= What is needed =
Exact duplicates of all entries are needed.

= Material shown =
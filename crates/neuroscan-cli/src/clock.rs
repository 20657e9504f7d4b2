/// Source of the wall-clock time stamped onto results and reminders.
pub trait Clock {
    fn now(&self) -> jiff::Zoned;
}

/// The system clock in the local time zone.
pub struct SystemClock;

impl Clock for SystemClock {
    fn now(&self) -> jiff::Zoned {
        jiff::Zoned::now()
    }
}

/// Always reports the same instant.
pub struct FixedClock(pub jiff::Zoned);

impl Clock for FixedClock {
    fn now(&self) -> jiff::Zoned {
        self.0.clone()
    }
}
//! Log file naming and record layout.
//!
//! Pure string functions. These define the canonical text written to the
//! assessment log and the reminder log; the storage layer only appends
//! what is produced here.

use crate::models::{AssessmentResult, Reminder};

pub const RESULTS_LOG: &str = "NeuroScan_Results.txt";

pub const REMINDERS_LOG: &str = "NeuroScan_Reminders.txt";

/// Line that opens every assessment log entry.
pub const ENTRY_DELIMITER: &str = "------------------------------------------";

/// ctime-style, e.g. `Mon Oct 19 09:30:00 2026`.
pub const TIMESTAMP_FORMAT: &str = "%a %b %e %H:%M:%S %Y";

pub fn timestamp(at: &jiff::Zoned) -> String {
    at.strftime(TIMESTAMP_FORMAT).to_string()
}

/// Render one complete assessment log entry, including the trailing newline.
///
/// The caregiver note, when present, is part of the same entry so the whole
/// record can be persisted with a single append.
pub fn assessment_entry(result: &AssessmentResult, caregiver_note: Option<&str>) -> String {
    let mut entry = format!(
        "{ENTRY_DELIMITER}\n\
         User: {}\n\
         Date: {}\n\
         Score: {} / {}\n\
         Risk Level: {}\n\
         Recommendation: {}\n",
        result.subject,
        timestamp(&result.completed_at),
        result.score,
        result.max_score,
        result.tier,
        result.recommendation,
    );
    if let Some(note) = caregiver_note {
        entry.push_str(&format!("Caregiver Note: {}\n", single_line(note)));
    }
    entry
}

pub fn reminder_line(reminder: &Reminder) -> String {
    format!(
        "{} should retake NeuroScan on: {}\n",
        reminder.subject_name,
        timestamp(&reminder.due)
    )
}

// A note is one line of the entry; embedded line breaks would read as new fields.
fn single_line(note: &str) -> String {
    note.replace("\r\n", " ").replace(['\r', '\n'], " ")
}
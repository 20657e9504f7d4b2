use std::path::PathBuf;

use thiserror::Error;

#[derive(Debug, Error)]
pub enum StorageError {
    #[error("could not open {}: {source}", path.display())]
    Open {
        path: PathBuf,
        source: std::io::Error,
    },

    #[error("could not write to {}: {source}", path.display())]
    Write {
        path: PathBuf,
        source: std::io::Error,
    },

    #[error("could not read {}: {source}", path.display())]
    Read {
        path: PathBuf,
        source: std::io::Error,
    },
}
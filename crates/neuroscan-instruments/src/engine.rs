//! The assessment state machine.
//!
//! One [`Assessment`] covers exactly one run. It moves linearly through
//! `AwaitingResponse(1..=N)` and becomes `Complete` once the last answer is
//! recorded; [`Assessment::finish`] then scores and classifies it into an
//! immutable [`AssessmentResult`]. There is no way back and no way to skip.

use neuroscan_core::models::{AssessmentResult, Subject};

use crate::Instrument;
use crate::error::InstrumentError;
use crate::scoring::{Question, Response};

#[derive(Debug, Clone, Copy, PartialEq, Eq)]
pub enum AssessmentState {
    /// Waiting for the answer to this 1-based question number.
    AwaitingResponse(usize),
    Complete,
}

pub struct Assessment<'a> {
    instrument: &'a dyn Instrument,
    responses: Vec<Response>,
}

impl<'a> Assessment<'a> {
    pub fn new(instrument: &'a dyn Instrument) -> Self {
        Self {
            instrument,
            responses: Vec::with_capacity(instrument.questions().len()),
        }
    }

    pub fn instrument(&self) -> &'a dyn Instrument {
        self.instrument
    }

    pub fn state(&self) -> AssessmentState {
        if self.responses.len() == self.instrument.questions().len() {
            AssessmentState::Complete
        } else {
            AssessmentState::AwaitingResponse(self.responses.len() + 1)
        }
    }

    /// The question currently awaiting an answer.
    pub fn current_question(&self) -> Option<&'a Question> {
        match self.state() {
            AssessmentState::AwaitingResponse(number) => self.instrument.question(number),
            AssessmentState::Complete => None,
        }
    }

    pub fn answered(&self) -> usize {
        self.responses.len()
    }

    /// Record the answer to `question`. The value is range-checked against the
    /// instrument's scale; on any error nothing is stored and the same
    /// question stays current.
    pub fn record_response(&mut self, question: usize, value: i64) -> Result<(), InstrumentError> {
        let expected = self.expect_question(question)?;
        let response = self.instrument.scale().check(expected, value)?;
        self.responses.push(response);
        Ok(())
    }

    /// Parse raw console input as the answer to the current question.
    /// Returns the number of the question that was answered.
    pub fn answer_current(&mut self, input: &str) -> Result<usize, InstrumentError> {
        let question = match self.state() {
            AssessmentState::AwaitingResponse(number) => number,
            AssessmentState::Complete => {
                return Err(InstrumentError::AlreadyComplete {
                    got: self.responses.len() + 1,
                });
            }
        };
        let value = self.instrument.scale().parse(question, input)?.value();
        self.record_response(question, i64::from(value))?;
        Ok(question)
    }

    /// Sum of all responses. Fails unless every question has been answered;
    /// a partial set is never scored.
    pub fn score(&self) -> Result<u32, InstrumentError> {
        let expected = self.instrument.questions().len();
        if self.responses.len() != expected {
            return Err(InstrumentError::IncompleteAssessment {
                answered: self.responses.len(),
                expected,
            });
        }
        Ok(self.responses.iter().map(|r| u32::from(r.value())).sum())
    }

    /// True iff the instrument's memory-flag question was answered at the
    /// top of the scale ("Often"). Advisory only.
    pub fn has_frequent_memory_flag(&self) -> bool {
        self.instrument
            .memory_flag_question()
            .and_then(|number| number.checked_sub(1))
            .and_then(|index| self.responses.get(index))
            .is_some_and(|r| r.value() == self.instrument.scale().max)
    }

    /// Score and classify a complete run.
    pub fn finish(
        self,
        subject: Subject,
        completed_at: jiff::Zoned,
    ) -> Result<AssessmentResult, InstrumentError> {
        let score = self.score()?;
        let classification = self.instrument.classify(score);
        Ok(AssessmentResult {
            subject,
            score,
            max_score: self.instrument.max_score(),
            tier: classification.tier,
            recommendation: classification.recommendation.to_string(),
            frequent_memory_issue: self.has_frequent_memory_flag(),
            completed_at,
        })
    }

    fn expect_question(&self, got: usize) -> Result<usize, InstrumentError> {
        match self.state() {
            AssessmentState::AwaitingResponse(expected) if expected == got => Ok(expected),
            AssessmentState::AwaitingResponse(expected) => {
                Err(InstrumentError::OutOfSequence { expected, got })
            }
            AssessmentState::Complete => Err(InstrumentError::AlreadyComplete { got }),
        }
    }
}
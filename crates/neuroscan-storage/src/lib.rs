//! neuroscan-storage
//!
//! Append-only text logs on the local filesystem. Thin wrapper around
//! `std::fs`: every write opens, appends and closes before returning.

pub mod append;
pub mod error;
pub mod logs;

= Solution =
filename crates/neuroscan-cli/src/clock.rs
repository 20657e9504f7d4b2
/// Source of the wall-clock time stamped onto results and reminders.
pub trait Clock {
    fn now(&self) -> jiff::Zoned;
}

/// The system clock in the local time zone.
pub struct SystemClock;

impl Clock for SystemClock {
    fn now(&self) -> jiff::Zoned {
        jiff::Zoned::now()
    }
}

/// Always reports the same instant.
pub struct FixedClock(pub jiff::Zoned);

impl Clock for FixedClock {
    fn now(&self) -> jiff::Zoned {
        self.0.clone()
    }
}
//! Log file naming and record layout.
//!
//! Pure string functions. These define the canonical text written to the
//! assessment log and the reminder log; the storage layer only appends
//! what is produced here.

use crate::models::{AssessmentResult, Reminder};

pub const RESULTS_LOG: &str = "NeuroScan_Results.txt";

pub const REMINDERS_LOG: &str = "NeuroScan_Reminders.txt";

/// Line that opens every assessment log entry.
pub const ENTRY_DELIMITER: &str = "------------------------------------------";

/// ctime-style, e.g. `Mon Oct 19 09:30:00 2026`.
pub const TIMESTAMP_FORMAT: &str = "%a %b %e %H:%M:%S %Y";

pub fn timestamp(at: &jiff::Zoned) -> String {
    at.strftime(TIMESTAMP_FORMAT).to_string()
}

/// Render one complete assessment log entry, including the trailing newline.
///
/// The caregiver note, when present, is part of the same entry so the whole
/// record can be persisted with a single append.
pub fn assessment_entry(result: &AssessmentResult, caregiver_note: Option<&str>) -> String {
    let mut entry = format!(
        "{ENTRY_DELIMITER}\n\
         User: {}\n\
         Date: {}\n\
         Score: {} / {}\n\
         Risk Level: {}\n\
         Recommendation: {}\n",
        result.subject,
        timestamp(&result.completed_at),
        result.score,
        result.max_score,
        result.tier,
        result.recommendation,
    );
    if let Some(note) = caregiver_note {
        entry.push_str(&format!("Caregiver Note: {}\n", single_line(note)));
    }
    entry
}

pub fn reminder_line(reminder: &Reminder) -> String {
    format!(
        "{} should retake NeuroScan on: {}\n",
        reminder.subject_name,
        timestamp(&reminder.due)
    )
}

// A note is one line of the entry; embedded line breaks would read as new fields.
fn single_line(note: &str) -> String {
    note.replace("\r\n", " ").replace(['\r', '\n'], " ")
}
repository 20657e9504f7d4b2
use std::path::PathBuf;

use thiserror::Error;

#[derive(Debug, Error)]
pub enum StorageError {
    #[error("could not open {}: {source}", path.display())]
    Open {
        path: PathBuf,
        source: std::io::Error,
    },

    #[error("could not write to {}: {source}", path.display())]
    Write {
        path: PathBuf,
        source: std::io::Error,
    },

    #[error("could not read {}: {source}", path.display())]
    Read {
        path: PathBuf,
        source: std::io::Error,
    },
}
filename crates/neuroscan-instruments/src/engine.rs
//! The assessment state machine.
//!
//! One [`Assessment`] covers exactly one run. It moves linearly through
//! `AwaitingResponse(1..=N)` and becomes `Complete` once the last answer is
//! recorded; [`Assessment::finish`] then scores and classifies it into an
//! immutable [`AssessmentResult`]. There is no way back and no way to skip.

use neuroscan_core::models::{AssessmentResult, Subject};

use crate::Instrument;
use crate::error::InstrumentError;
use crate::scoring::{Question, Response};

#[derive(Debug, Clone, Copy, PartialEq, Eq)]
pub enum AssessmentState {
    /// Waiting for the answer to this 1-based question number.
    AwaitingResponse(usize),
    Complete,
}

pub struct Assessment<'a> {
    instrument: &'a dyn Instrument,
    responses: Vec<Response>,
}

impl<'a> Assessment<'a> {
    pub fn new(instrument: &'a dyn Instrument) -> Self {
        Self {
            instrument,
            responses: Vec::with_capacity(instrument.questions().len()),
        }
    }

    pub fn instrument(&self) -> &'a dyn Instrument {
        self.instrument
    }

    pub fn state(&self) -> AssessmentState {
        if self.responses.len() == self.instrument.questions().len() {
            AssessmentState::Complete
        } else {
            AssessmentState::AwaitingResponse(self.responses.len() + 1)
        }
    }

    /// The question currently awaiting an answer.
    pub fn current_question(&self) -> Option<&'a Question> {
        match self.state() {
            AssessmentState::AwaitingResponse(number) => self.instrument.question(number),
            AssessmentState::Complete => None,
        }
    }

    pub fn answered(&self) -> usize {
        self.responses.len()
    }

    /// Record the answer to `question`. The value is range-checked against the
    /// instrument's scale; on any error nothing is stored and the same
    /// question stays current.
    pub fn record_response(&mut self, question: usize, value: i64) -> Result<(), InstrumentError> {
        let expected = self.expect_question(question)?;
        let response = self.instrument.scale().check(expected, value)?;
        self.responses.push(response);
        Ok(())
    }

    /// Parse raw console input as the answer to the current question.
    /// Returns the number of the question that was answered.
    pub fn answer_current(&mut self, input: &str) -> Result<usize, InstrumentError> {
        let question = match self.state() {
            AssessmentState::AwaitingResponse(number) => number,
            AssessmentState::Complete => {
                return Err(InstrumentError::AlreadyComplete {
                    got: self.responses.len() + 1,
                });
            }
        };
        let value = self.instrument.scale().parse(question, input)?.value();
        self.record_response(question, i64::from(value))?;
        Ok(question)
    }

    /// Sum of all responses. Fails unless every question has been answered;
    /// a partial set is never scored.
    pub fn score(&self) -> Result<u32, InstrumentError> {
        let expected = self.instrument.questions().len();
        if self.responses.len() != expected {
            return Err(InstrumentError::IncompleteAssessment {
                answered: self.responses.len(),
                expected,
            });
        }
        Ok(self.responses.iter().map(|r| u32::from(r.value())).sum())
    }

    /// True iff the instrument's memory-flag question was answered at the
    /// top of the scale ("Often"). Advisory only.
    pub fn has_frequent_memory_flag(&self) -> bool {
        self.instrument
            .memory_flag_question()
            .and_then(|number| number.checked_sub(1))
            .and_then(|index| self.responses.get(index))
            .is_some_and(|r| r.value() == self.instrument.scale().max)
    }

    /// Score and classify a complete run.
    pub fn finish(
        self,
        subject: Subject,
        completed_at: jiff::Zoned,
    ) -> Result<AssessmentResult, InstrumentError> {
        let score = self.score()?;
        let classification = self.instrument.classify(score);
        Ok(AssessmentResult {
            subject,
            score,
            max_score: self.instrument.max_score(),
            tier: classification.tier,
            recommendation: classification.recommendation.to_string(),
            frequent_memory_issue: self.has_frequent_memory_flag(),
            completed_at,
        })
    }

    fn expect_question(&self, got: usize) -> Result<usize, InstrumentError> {
        match self.state() {
            AssessmentState::AwaitingResponse(expected) if expected == got => Ok(expected),
            AssessmentState::AwaitingResponse(expected) => {
                Err(InstrumentError::OutOfSequence { expected, got })
            }
            AssessmentState::Complete => Err(InstrumentError::AlreadyComplete { got }),
        }
    }
}
filename crates/neuroscan-storage/src/lib.rs
//! neuroscan-storage
//!
//! Append-only text logs on the local filesystem. Thin wrapper around
//! `std::fs`: every write opens, appends and closes before returning.

pub mod append;
pub mod error;
pub mod logs;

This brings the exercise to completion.